Yuko Hasegawa

Exhibition

Sharjapan

Inter-Resonance | Inter-Organics

Venue : Sharjah

UAE(Sharjah)


2019-2020


Organization : Sharjah Art Foundation

Artists :
Eitetsu Hayashi, Yuko Mohri, Mirai Moriyama, Tomoko Sauvage, Keiichiro Shibuya, Min Tanaka

Inter-Resonance: Inter-Organics, the second iteration of the four-year collaborative project with Sharjah Art Foundation called Sharjapan, seeks to highlight the distinctive attributes of Japanese art from a contemporary perspective through a showcase of performance and sound art. In art historical terms, when it comes to the three- dimensional arts (spatial arts) as opposed to the temporal arts, Japanese artists have been said to excel at the latter rather than the former. While the same might be said of performance and music, including the traditional arts of Kabuki and Noh, the emergence of a living generation of Japanese artists of global stature who trace their origins to the photography and films of the 1960s is a manifestation of this tendency. As landscapes in Japan evolve due to a mercurial nature and a wooden architecture of limited durability, a philosophy of impermanence based on the realisation that objects with a visible form will change is connected to a keen temporal sensibility. By extension, perhaps this philosophy is also linked to the art of bestowing a form on time itself.

"Shintaichi" is a symbolic term in Japanese culture that more or less means ‘embodied knowledge’. While Western thinking tends to make a separation between the intellect and the body, shintaichi posits the body itself as a site for the production of knowledge.
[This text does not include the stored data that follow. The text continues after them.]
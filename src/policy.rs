use std::collections::HashMap;
use std::path::Path;
use std::sync::Mutex;
use std::time::{Duration, Instant};

use crate::config::{expand_path, PoliciesConfig};

const RATE_WINDOW: Duration = Duration::from_secs(60);

/// Evaluates file-scope, network-scope, and per-(agent, tool) rate-limit
/// policies. Policy rules are an immutable snapshot taken at construction;
/// dynamic reload goes through `reload`, never shared mutable config.
pub struct PolicyEvaluator {
    inner: Mutex<PolicyState>,
}

struct PolicyState {
    policies: PoliciesConfig,
    workspace: String,
    rates: HashMap<String, Vec<Instant>>,
}

impl PolicyEvaluator {
    pub fn new(policies: PoliciesConfig, workspace: &str) -> Self {
        Self {
            inner: Mutex::new(PolicyState {
                policies,
                workspace: expand_path(workspace),
                rates: HashMap::new(),
            }),
        }
    }

    /// Swap in a new policy snapshot. Sliding windows survive the reload.
    #[allow(dead_code)]
    pub fn reload(&self, policies: PoliciesConfig, workspace: &str) {
        let mut inner = self.inner.lock().expect("policy lock poisoned");
        inner.policies = policies;
        inner.workspace = expand_path(workspace);
    }

    /// True if the agent may access `path` at the given level
    /// ("read", "write", or "read_write"). Workspace-rooted paths are
    /// always allowed; anything else needs a matching file policy.
    pub fn can_access_file(&self, agent_id: &str, path: &str, access: &str) -> bool {
        let inner = self.inner.lock().expect("policy lock poisoned");
        let expanded = expand_path(path);
        let abs = lexical_absolute(&expanded);

        if !inner.workspace.is_empty() {
            let ws = lexical_absolute(&inner.workspace);
            if abs == ws || abs.starts_with(&format!("{}/", ws.trim_end_matches('/'))) {
                return true;
            }
        }

        for policy in &inner.policies.files {
            let prefix = expand_path(policy.path.trim_end_matches("/**"));
            let prefix_abs = lexical_absolute(&prefix);
            let matched = abs == prefix_abs
                || abs.starts_with(&format!("{}/", prefix_abs.trim_end_matches('/')))
                || glob_match(&prefix, &abs);
            if !matched {
                continue;
            }
            for aid in &policy.agent_ids {
                if aid == "*" || aid == agent_id {
                    match policy.access.as_str() {
                        "read_write" => return true,
                        "read" => return access == "read",
                        "write" => return access == "write",
                        _ => {}
                    }
                }
            }
        }
        false
    }

    /// True if the agent may reach `host`. No network policies at all is
    /// permissive; otherwise a matching rule must allow the host and no
    /// deny glob may match.
    pub fn can_access_network(&self, agent_id: &str, host: &str) -> bool {
        let inner = self.inner.lock().expect("policy lock poisoned");
        if inner.policies.network.is_empty() {
            return true;
        }
        for rule in &inner.policies.network {
            let agent_match = rule
                .agent_ids
                .iter()
                .any(|aid| aid == "*" || aid == agent_id);
            if !agent_match {
                continue;
            }
            if rule.deny_domains.iter().any(|d| glob_match(d, host)) {
                return false;
            }
            if rule
                .allow_domains
                .iter()
                .any(|a| a == "*" || glob_match(a, host))
            {
                return true;
            }
        }
        false
    }

    /// Sliding one-minute window per (agent, tool). The first matching
    /// rule decides; no matching rule means unlimited. Returns true when
    /// the request is admitted (and counts it).
    pub fn check_rate_limit(&self, agent_id: &str, tool_name: &str) -> bool {
        let mut inner = self.inner.lock().expect("policy lock poisoned");
        let rule = inner.policies.rate_limits.iter().find(|rl| {
            rl.requests_per_minute > 0
                && (rl.agent_id == "*" || rl.agent_id == agent_id)
                && (rl.tool_name == "*" || rl.tool_name == tool_name)
        });
        let limit = match rule {
            Some(rl) => rl.requests_per_minute,
            None => return true,
        };

        let key = format!("{}:{}", agent_id, tool_name);
        let now = Instant::now();
        let window = inner.rates.entry(key).or_default();
        window.retain(|ts| now.duration_since(*ts) < RATE_WINDOW);
        if window.len() >= limit {
            return false;
        }
        window.push(now);
        true
    }
}

/// Lexically absolutize a path without touching the filesystem.
fn lexical_absolute(path: &str) -> String {
    let p = Path::new(path);
    let joined = if p.is_absolute() {
        p.to_path_buf()
    } else {
        std::env::current_dir()
            .unwrap_or_else(|_| ".".into())
            .join(p)
    };
    crate::tools::fs_utils::lexical_clean(&joined)
        .to_string_lossy()
        .into_owned()
}

/// Minimal `*`-glob match (single wildcard segment, like filepath.Match
/// used for domain and path patterns).
fn glob_match(pattern: &str, value: &str) -> bool {
    if pattern == "*" {
        return true;
    }
    if !pattern.contains('*') {
        return pattern == value;
    }
    let parts: Vec<&str> = pattern.split('*').collect();
    let mut rest = value;
    for (i, part) in parts.iter().enumerate() {
        if part.is_empty() {
            continue;
        }
        match rest.find(part) {
            Some(idx) => {
                // First literal must anchor at the start; last must anchor at the end.
                if i == 0 && idx != 0 {
                    return false;
                }
                rest = &rest[idx + part.len()..];
            }
            None => return false,
        }
    }
    if let Some(last) = parts.last() {
        if !last.is_empty() && !value.ends_with(last) {
            return false;
        }
    }
    true
}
For example, the aesthetics that govern behaviour and comportment, as seen in the propriety and etiquette associated with the tea ceremony and flower arrangement, have a deep connection to visual culture. These forms convey something not through words or theories, but through the body. The Japanese do not look only with their eyes; they possess sensors that imbibe information from their surroundings with their entire bodies. Before manifesting itself in a particular form, this information is absorbed not only at a sensory level, but also at the level of consciousness belonging to embodied knowledge.

The environment in Japan is one of rich and abundant nature. Surrounded by oceans and subject to the changes of the four seasons, 67% of the land surface in the country is occupied by forests. The French philosopher Augustin Berque argues that the Japanese see nature as an extension of their own bodies and society. Finding it difficult to view any disruption in this relationship, Berque accounts for the unplanned destruction of nature during the rapid economic growth of the 1970s by saying that it occurred ‘in spite of their love for nature’. Another sort of relationship is also at play here, one that is different from the binary Western characterisation of the relationship between nature and society. This mode of thinking has a profound connection to an animism that perceives a spiritual dimension in non-human entities.
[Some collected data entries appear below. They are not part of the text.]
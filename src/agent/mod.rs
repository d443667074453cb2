//! The agent loop: per-message orchestration of intent, routing,
//! idempotency, task lifecycle, the LLM/tool iteration, and replies.

mod bootstrap;
mod commands;
mod main_loop;

pub use bootstrap::load_bootstrap_files;

use std::sync::Arc;

use tokio_util::sync::CancellationToken;
use tracing::{error, info};

use crate::audit::AuditLogger;
use crate::bus::{EventBus, MessageBus, OutboundMessage};
use crate::cli_session::CliSessionManager;
use crate::config::AppConfig;
use crate::idempotency::IdempotencyCache;
use crate::intent::IntentParser;
use crate::observability::Metrics;
use crate::policy::PolicyEvaluator;
use crate::process::ProcessTracker;
use crate::providers::FallbackProvider;
use crate::replay::ReplayWriter;
use crate::task::TaskManager;
use crate::tools::{
    ExecTool, InvokeCliAgentTool, KillTool, MessageTool, StreamCommandTool, TailOutputTool,
    ToolRegistry, WebFetchTool,
};

/// Options for constructing the loop.
#[derive(Debug, Clone, Default)]
pub struct LoopOptions {
    /// Safe mode disables the LLM and every tool side effect.
    pub safe_mode: bool,
}

/// Long-lived worker that drains the inbound queue and produces replies.
pub struct AgentLoop {
    pub(crate) cfg: AppConfig,
    pub(crate) bus: Arc<MessageBus>,
    pub(crate) event_bus: Arc<EventBus>,
    pub(crate) task_mgr: Arc<TaskManager>,
    pub(crate) provider: Option<Arc<FallbackProvider>>,
    pub(crate) registry: ToolRegistry,
    pub(crate) message_tool: Arc<MessageTool>,
    pub(crate) tracker: Arc<ProcessTracker>,
    pub(crate) policy: Arc<PolicyEvaluator>,
    pub(crate) replay: ReplayWriter,
    pub(crate) idempotency: Option<IdempotencyCache>,
    pub(crate) metrics: Arc<Metrics>,
    pub(crate) cli_sessions: CliSessionManager,
    pub(crate) intent: IntentParser,
    pub(crate) safe_mode: bool,
}

impl AgentLoop {
    pub fn new(
        cfg: AppConfig,
        bus: Arc<MessageBus>,
        event_bus: Arc<EventBus>,
        metrics: Arc<Metrics>,
        opts: LoopOptions,
    ) -> anyhow::Result<Self> {
        let task_mgr = Arc::new(TaskManager::new(cfg.task.timeout_sec));
        let audit = Arc::new(AuditLogger::new(&cfg.audit.dir, &cfg.audit.integrity));
        let tracker = Arc::new(ProcessTracker::new());
        let policy = Arc::new(PolicyEvaluator::new(
            cfg.policies.clone(),
            &cfg.agents.defaults.workspace,
        ));

        let fallback = Arc::new(
            FallbackProvider::from_config(&cfg).with_metrics(metrics.clone()),
        );
        let provider = if fallback.entries().is_empty() {
            None
        } else {
            Some(fallback)
        };

        let message_tool = Arc::new(MessageTool::new(bus.clone(), opts.safe_mode));
        let registry = ToolRegistry::new(vec![
            Arc::new(ExecTool::new(
                &cfg,
                audit.clone(),
                tracker.clone(),
                opts.safe_mode,
            )),
            Arc::new(KillTool::new(tracker.clone(), opts.safe_mode)),
            Arc::new(WebFetchTool::new(policy.clone(), opts.safe_mode)?),
            message_tool.clone(),
            Arc::new(TailOutputTool::new(&cfg, opts.safe_mode)),
            Arc::new(StreamCommandTool::new(
                &cfg,
                bus.clone(),
                message_tool.clone(),
                opts.safe_mode,
            )),
            Arc::new(InvokeCliAgentTool::new(&cfg, opts.safe_mode)),
        ]);

        let idempotency = if cfg.idempotency.enabled {
            let ttl = std::time::Duration::from_secs(cfg.idempotency.ttl_sec);
            Some(IdempotencyCache::new(ttl))
        } else {
            None
        };

        let replay = ReplayWriter::new(&cfg.replay);

        Ok(Self {
            cfg,
            bus,
            event_bus,
            task_mgr,
            provider,
            registry,
            message_tool,
            tracker,
            policy,
            replay,
            idempotency,
            metrics,
            cli_sessions: CliSessionManager::new(),
            intent: IntentParser::new(),
            safe_mode: opts.safe_mode,
        })
    }

    /// Process inbound messages until `cancel` fires. One message at a
    /// time; replies keep per-chat order.
    pub async fn run(self: Arc<Self>, cancel: CancellationToken) {
        info!(safe_mode = self.safe_mode, "Agent loop started");
        loop {
            let msg = match self.bus.consume_inbound(&cancel).await {
                Some(m) => m,
                None => break,
            };

            let channel = msg.channel.clone();
            let chat_id = msg.chat_id.clone();
            let response = match self.process_message(msg).await {
                Ok(r) => r,
                Err(e) => {
                    error!("Message processing failed: {}", e);
                    format!("Error: {}", e)
                }
            };

            if !response.is_empty() {
                self.bus.publish_outbound(OutboundMessage {
                    channel,
                    chat_id,
                    content: response,
                });
            }
        }
        info!("Agent loop stopped");
    }

    /// Whether any LLM provider is configured.
    pub fn has_provider(&self) -> bool {
        self.provider.is_some()
    }

    /// Set the cancelled flag on a task. Returns true iff it existed.
    pub fn cancel_task(&self, task_id: &str) -> bool {
        self.task_mgr.cancel(task_id)
    }

    pub fn task_manager(&self) -> &Arc<TaskManager> {
        &self.task_mgr
    }
}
The title of the second Sharjapan exhibition, Inter-Resonance: Inter- Organics, Japanese Performance and Sound Art, expresses both kinds of relationships: our relationship to sound and non-material entities and our relationship to our bodies and material objects. ‘Inter-resonance’ also implies ‘intra-resonance’. At the same time that sound sources resonate audibly with each other, they also create a sort of introspective resonance that arises within a single subject, body or organisation. ‘Inter-organics’, on the other hand, refers to the relationship and process of communication that arises between different organisms, including humans, animals, plants and objects.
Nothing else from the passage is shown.